### Available data
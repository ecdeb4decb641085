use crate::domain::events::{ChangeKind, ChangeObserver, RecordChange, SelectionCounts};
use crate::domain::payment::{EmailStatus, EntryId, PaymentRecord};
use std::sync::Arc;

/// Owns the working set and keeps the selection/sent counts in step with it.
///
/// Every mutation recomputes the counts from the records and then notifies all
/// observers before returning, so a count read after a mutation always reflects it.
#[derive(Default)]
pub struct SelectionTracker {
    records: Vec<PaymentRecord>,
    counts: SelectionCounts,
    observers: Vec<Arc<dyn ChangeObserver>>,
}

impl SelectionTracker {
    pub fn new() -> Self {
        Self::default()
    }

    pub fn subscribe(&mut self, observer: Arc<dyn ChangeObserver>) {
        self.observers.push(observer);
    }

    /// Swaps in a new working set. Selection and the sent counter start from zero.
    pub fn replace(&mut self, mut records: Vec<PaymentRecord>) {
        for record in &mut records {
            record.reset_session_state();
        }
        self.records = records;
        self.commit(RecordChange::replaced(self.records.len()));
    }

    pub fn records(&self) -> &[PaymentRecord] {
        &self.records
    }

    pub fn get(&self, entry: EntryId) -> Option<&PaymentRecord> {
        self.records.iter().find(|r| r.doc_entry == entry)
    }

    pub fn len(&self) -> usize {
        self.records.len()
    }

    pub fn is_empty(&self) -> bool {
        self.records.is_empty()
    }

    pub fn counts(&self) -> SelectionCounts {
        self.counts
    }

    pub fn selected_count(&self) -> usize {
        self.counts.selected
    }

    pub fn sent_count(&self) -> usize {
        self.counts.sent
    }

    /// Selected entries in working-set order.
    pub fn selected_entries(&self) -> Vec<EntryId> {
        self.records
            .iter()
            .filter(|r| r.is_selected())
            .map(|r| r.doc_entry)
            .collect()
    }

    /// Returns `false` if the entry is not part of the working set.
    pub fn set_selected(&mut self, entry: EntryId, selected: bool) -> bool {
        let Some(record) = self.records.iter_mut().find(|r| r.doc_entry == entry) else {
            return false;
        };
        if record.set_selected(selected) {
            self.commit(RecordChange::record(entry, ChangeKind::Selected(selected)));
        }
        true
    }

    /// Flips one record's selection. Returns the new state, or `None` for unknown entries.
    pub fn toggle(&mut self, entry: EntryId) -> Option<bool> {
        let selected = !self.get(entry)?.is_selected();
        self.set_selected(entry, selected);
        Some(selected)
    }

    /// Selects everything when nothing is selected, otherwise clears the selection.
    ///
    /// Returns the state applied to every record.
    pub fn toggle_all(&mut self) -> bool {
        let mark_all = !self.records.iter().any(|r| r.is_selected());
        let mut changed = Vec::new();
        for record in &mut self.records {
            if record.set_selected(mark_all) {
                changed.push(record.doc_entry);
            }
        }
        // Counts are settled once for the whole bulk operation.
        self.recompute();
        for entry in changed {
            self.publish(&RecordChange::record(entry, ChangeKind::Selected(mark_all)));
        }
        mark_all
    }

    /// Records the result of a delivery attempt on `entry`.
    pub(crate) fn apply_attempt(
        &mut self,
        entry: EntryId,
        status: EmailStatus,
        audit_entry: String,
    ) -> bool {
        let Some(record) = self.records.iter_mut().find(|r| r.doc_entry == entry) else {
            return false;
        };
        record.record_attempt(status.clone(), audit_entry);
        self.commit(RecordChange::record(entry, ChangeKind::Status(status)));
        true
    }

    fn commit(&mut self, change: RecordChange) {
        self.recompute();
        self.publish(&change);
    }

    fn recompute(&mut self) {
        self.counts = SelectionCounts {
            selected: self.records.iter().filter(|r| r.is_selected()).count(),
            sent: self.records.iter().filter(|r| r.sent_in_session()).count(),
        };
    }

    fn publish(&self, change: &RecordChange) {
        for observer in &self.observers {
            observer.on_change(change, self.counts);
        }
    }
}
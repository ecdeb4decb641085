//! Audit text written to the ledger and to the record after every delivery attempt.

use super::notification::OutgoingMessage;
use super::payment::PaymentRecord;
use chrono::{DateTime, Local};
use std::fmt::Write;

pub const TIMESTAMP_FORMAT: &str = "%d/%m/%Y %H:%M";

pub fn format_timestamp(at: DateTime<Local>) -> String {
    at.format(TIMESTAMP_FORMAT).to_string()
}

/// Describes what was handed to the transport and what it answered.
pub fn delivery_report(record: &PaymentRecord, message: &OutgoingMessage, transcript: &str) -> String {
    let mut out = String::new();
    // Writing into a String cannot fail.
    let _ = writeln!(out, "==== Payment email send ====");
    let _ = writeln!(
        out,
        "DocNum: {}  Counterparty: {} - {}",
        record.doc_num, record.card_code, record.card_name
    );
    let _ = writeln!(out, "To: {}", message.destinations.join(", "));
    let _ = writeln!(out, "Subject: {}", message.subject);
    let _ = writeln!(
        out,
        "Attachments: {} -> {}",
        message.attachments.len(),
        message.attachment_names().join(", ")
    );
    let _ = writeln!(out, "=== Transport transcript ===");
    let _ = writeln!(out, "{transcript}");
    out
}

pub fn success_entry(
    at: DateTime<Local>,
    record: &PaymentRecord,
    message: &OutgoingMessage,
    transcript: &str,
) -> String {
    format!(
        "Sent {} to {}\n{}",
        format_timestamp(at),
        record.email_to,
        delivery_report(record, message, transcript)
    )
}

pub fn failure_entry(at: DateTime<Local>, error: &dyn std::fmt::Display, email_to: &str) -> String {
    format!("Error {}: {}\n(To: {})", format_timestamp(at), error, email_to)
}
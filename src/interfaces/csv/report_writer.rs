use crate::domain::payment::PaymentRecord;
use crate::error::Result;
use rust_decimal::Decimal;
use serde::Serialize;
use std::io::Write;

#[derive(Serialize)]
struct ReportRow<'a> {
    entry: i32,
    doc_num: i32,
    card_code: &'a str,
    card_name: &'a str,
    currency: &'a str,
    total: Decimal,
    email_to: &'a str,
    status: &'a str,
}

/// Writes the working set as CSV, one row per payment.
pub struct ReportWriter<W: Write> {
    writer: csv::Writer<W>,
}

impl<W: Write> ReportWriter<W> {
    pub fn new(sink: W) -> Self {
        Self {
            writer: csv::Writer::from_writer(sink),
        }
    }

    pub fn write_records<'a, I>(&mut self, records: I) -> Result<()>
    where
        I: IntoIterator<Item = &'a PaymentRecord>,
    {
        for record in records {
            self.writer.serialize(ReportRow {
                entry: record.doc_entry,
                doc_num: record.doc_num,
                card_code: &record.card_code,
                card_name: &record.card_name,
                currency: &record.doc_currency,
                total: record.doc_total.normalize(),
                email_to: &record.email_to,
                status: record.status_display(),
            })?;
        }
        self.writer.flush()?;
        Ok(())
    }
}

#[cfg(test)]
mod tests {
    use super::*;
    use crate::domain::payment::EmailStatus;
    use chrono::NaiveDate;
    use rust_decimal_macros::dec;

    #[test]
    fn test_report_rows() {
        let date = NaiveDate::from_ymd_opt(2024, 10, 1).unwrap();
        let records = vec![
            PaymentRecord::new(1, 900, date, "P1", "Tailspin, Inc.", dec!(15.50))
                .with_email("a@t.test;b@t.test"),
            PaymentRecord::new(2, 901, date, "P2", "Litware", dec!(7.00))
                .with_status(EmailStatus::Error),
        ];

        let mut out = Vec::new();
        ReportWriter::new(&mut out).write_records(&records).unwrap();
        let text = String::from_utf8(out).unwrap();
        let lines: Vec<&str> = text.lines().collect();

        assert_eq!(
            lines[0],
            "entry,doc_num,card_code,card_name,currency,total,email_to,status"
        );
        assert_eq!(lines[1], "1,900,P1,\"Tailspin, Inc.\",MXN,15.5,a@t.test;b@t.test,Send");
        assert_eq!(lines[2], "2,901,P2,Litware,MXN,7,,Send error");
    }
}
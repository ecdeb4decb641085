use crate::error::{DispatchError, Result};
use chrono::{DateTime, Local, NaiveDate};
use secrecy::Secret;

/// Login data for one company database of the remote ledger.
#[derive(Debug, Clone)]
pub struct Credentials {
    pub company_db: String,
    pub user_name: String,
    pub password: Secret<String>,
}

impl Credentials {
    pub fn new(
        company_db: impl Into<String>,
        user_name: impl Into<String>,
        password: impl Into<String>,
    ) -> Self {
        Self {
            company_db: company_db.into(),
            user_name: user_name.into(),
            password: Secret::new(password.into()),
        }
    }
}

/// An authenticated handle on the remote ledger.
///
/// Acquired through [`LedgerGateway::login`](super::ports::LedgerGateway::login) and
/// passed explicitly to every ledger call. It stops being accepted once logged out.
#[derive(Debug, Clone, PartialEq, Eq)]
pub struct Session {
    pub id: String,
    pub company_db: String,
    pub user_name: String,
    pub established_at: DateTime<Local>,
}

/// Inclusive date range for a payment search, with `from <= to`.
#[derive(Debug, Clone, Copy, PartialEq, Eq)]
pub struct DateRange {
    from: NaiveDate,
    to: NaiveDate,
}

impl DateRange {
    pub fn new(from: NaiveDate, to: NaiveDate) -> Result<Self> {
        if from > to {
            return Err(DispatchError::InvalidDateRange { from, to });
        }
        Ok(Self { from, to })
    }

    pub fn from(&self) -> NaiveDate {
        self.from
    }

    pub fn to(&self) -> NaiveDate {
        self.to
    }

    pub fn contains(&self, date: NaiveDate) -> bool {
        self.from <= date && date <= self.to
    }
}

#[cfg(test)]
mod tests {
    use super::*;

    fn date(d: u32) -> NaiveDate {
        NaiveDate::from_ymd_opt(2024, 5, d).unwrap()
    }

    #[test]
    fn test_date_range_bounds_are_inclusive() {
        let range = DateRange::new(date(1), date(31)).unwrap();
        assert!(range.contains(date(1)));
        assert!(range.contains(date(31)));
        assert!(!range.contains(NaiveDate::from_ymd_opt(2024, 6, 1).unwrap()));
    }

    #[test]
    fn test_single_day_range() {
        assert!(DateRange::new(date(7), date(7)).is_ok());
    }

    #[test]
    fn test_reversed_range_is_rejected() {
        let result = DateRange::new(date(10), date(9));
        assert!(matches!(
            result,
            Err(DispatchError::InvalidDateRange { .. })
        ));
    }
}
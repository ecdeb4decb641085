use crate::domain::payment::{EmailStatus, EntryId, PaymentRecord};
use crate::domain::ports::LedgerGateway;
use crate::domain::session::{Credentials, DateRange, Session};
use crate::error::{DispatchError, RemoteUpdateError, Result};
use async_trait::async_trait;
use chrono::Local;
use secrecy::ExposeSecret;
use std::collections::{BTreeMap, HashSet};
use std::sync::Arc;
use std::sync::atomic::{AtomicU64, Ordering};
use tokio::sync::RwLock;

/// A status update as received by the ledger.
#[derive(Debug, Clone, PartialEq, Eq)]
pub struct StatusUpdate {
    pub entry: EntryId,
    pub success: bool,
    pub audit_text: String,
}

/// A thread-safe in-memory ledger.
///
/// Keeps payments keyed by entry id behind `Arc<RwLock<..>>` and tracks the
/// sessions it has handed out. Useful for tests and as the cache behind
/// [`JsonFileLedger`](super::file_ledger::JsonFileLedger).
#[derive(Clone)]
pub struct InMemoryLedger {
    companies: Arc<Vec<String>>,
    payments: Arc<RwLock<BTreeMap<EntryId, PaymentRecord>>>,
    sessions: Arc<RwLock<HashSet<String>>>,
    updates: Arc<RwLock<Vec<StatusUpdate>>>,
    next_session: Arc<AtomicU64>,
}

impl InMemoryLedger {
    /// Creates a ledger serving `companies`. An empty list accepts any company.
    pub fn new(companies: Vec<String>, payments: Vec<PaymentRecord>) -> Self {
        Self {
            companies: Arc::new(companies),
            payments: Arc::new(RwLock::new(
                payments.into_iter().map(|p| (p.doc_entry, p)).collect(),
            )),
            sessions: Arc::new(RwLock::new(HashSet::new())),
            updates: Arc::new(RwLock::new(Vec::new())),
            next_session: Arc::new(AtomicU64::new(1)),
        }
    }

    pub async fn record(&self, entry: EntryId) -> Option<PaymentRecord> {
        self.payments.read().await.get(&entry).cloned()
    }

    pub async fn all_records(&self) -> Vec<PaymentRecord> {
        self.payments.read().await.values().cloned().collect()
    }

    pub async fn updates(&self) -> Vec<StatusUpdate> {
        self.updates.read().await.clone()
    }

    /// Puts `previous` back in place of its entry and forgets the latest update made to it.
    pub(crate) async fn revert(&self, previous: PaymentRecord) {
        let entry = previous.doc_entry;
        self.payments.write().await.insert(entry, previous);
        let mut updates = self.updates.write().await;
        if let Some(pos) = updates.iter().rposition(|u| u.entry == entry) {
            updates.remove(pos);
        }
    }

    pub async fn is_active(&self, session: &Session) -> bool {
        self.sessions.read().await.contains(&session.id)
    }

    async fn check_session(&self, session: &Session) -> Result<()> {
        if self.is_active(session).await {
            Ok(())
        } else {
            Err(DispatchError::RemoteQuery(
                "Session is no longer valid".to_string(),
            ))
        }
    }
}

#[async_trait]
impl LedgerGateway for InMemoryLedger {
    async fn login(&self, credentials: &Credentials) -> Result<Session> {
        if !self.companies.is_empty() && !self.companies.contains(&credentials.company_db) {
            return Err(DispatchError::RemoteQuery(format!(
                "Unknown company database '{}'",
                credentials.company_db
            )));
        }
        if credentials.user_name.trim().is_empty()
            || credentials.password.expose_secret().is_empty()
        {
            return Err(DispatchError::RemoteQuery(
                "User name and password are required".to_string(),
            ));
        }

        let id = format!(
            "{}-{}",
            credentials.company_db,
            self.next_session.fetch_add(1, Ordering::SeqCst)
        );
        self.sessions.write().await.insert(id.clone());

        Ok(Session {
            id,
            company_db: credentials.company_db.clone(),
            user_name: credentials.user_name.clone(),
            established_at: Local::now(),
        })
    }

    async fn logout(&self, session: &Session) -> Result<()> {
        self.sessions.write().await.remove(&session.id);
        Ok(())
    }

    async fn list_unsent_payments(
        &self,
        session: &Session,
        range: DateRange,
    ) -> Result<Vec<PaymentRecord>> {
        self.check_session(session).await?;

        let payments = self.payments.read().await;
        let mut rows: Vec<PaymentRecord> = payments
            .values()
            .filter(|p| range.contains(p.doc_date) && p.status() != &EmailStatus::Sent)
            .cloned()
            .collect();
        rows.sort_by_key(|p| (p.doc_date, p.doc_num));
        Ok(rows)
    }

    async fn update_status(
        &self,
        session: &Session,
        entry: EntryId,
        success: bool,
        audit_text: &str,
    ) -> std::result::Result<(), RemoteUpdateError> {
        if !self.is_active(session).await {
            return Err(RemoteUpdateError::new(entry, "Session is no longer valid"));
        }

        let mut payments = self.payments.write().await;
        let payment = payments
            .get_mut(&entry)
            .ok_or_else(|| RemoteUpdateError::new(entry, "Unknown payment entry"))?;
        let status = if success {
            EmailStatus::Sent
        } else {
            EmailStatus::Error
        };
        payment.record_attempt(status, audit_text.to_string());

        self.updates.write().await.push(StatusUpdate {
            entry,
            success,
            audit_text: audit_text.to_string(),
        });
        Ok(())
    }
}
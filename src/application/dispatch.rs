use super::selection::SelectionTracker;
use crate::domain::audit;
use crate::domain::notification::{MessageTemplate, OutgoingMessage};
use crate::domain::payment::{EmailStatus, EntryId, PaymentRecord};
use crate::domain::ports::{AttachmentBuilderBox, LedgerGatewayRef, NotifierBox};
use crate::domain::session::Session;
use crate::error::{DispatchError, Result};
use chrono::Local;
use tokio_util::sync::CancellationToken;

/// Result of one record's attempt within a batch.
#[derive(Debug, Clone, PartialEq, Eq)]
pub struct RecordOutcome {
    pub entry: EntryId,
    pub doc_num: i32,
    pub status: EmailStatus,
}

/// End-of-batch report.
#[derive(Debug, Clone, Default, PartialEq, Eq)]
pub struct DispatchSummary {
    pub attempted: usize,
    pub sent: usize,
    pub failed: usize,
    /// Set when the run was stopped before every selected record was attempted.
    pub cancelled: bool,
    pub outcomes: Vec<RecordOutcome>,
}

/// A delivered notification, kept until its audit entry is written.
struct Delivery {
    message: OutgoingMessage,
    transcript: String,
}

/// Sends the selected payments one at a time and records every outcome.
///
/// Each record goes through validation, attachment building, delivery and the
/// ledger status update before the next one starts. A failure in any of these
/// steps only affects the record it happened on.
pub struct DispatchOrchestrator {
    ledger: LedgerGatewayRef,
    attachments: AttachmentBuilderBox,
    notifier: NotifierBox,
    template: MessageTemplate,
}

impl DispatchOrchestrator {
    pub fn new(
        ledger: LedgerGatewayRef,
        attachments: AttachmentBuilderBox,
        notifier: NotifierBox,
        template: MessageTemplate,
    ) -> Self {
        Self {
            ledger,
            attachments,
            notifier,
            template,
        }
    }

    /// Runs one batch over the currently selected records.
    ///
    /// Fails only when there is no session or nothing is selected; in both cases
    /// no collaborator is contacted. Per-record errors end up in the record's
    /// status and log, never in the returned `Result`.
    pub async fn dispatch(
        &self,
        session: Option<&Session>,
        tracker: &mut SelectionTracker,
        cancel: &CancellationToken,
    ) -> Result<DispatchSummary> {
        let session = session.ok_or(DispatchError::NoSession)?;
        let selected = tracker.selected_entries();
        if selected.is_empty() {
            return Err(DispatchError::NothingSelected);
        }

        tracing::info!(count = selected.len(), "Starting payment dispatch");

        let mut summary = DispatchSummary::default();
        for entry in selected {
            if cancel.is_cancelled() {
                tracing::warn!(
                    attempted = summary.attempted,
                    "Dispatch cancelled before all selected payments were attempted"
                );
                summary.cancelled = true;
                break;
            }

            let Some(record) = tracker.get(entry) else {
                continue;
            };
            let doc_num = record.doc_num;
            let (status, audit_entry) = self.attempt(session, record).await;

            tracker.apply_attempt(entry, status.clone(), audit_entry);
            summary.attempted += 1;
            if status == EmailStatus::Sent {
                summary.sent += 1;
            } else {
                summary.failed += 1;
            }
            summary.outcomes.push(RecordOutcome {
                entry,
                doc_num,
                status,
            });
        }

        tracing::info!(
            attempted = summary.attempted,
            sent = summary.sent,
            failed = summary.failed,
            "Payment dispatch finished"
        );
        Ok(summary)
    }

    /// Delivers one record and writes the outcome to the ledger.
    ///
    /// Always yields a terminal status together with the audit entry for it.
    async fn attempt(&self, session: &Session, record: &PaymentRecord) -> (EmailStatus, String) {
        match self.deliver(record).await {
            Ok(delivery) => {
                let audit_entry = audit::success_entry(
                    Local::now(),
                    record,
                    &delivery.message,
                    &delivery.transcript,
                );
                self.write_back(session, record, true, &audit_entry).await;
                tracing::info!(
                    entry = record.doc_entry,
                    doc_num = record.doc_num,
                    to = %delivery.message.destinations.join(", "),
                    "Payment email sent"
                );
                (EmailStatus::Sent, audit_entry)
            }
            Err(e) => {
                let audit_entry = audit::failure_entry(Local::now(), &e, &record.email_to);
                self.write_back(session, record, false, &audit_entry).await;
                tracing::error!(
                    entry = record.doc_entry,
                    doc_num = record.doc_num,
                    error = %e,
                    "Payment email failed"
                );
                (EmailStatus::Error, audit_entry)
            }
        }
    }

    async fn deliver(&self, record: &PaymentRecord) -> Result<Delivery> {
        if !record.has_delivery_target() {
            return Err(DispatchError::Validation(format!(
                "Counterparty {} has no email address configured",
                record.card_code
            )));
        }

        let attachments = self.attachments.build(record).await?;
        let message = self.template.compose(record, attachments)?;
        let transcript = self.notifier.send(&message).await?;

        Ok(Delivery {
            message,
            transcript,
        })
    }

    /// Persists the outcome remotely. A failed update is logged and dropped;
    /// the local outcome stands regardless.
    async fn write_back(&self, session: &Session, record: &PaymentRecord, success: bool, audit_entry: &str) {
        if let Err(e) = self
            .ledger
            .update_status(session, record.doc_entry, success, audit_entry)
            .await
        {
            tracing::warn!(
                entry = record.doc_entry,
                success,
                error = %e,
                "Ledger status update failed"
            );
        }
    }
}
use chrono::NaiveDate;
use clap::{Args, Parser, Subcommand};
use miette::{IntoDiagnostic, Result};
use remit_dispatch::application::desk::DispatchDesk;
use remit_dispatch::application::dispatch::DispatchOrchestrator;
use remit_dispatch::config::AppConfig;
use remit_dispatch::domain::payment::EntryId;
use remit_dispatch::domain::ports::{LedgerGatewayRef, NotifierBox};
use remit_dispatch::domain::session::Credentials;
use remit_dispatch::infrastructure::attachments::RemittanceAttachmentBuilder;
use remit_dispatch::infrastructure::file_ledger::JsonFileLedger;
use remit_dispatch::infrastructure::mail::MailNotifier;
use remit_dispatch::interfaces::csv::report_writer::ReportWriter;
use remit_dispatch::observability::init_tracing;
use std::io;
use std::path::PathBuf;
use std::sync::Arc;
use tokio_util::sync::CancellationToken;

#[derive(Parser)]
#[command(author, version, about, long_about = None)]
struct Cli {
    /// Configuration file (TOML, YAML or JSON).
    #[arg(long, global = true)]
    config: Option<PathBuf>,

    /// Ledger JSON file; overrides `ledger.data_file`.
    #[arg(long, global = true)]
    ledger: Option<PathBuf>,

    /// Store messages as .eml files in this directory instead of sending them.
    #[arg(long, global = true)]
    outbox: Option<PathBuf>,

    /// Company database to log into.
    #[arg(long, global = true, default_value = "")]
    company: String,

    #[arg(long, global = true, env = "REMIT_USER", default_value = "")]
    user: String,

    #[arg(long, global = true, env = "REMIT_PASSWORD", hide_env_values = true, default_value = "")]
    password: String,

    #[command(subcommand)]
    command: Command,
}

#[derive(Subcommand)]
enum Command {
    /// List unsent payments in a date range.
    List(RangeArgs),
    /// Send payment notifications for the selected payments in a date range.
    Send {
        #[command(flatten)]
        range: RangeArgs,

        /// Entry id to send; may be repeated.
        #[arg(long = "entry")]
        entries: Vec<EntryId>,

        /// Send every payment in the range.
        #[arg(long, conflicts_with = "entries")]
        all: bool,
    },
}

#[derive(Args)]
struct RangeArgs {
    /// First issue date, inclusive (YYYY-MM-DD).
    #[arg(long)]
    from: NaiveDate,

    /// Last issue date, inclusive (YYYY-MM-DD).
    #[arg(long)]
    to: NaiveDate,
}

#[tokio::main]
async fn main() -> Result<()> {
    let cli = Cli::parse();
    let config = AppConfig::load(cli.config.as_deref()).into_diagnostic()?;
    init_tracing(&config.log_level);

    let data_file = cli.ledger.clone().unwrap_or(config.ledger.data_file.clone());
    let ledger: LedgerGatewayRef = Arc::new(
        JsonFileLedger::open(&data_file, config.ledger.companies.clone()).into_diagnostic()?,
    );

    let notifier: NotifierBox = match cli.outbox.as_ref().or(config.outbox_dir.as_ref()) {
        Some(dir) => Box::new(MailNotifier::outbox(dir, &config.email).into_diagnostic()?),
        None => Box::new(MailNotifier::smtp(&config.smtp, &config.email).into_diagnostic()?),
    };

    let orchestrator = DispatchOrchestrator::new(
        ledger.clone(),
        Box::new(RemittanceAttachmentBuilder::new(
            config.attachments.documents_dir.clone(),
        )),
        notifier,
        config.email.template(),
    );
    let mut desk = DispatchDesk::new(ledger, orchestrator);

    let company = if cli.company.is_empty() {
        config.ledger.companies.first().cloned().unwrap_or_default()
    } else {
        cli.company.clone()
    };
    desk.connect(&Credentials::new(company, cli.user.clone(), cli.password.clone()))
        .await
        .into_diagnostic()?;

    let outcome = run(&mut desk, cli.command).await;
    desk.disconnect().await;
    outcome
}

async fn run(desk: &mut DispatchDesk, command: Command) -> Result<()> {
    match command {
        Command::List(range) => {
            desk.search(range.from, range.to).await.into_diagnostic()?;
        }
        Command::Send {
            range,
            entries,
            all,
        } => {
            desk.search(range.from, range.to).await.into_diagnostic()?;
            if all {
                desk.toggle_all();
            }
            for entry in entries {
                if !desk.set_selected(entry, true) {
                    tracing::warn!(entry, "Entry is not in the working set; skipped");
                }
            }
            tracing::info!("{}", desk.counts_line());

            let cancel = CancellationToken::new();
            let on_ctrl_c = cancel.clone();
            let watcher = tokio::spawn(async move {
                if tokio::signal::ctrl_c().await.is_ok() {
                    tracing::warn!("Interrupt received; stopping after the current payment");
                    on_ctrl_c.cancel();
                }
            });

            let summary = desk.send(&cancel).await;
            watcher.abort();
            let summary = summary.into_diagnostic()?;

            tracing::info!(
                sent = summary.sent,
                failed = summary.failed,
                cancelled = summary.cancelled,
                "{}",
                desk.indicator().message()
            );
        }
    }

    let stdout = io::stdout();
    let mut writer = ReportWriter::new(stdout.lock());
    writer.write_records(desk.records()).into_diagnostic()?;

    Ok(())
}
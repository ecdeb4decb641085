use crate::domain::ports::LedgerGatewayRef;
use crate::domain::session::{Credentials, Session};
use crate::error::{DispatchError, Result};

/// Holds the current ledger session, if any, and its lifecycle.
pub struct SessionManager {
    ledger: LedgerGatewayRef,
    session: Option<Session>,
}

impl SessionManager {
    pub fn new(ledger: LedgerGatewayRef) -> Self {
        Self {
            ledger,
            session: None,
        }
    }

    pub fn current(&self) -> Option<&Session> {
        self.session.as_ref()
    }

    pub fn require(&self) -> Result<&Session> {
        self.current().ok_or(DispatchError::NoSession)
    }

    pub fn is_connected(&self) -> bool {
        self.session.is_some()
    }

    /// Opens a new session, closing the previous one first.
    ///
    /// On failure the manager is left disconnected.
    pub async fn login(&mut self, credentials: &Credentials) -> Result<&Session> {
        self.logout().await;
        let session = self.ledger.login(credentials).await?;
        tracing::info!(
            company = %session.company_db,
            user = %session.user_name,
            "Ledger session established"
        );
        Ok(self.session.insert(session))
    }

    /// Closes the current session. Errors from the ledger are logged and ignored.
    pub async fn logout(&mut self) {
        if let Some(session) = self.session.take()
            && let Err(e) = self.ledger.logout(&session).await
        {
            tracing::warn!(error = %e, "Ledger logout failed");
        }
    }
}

### Exercise
Look for the word "written" in the data, then return every line that contains it.

### Exercise output
//! Audit text written to the ledger and to the record after every delivery attempt.
/// A delivered notification, kept until its audit entry is written.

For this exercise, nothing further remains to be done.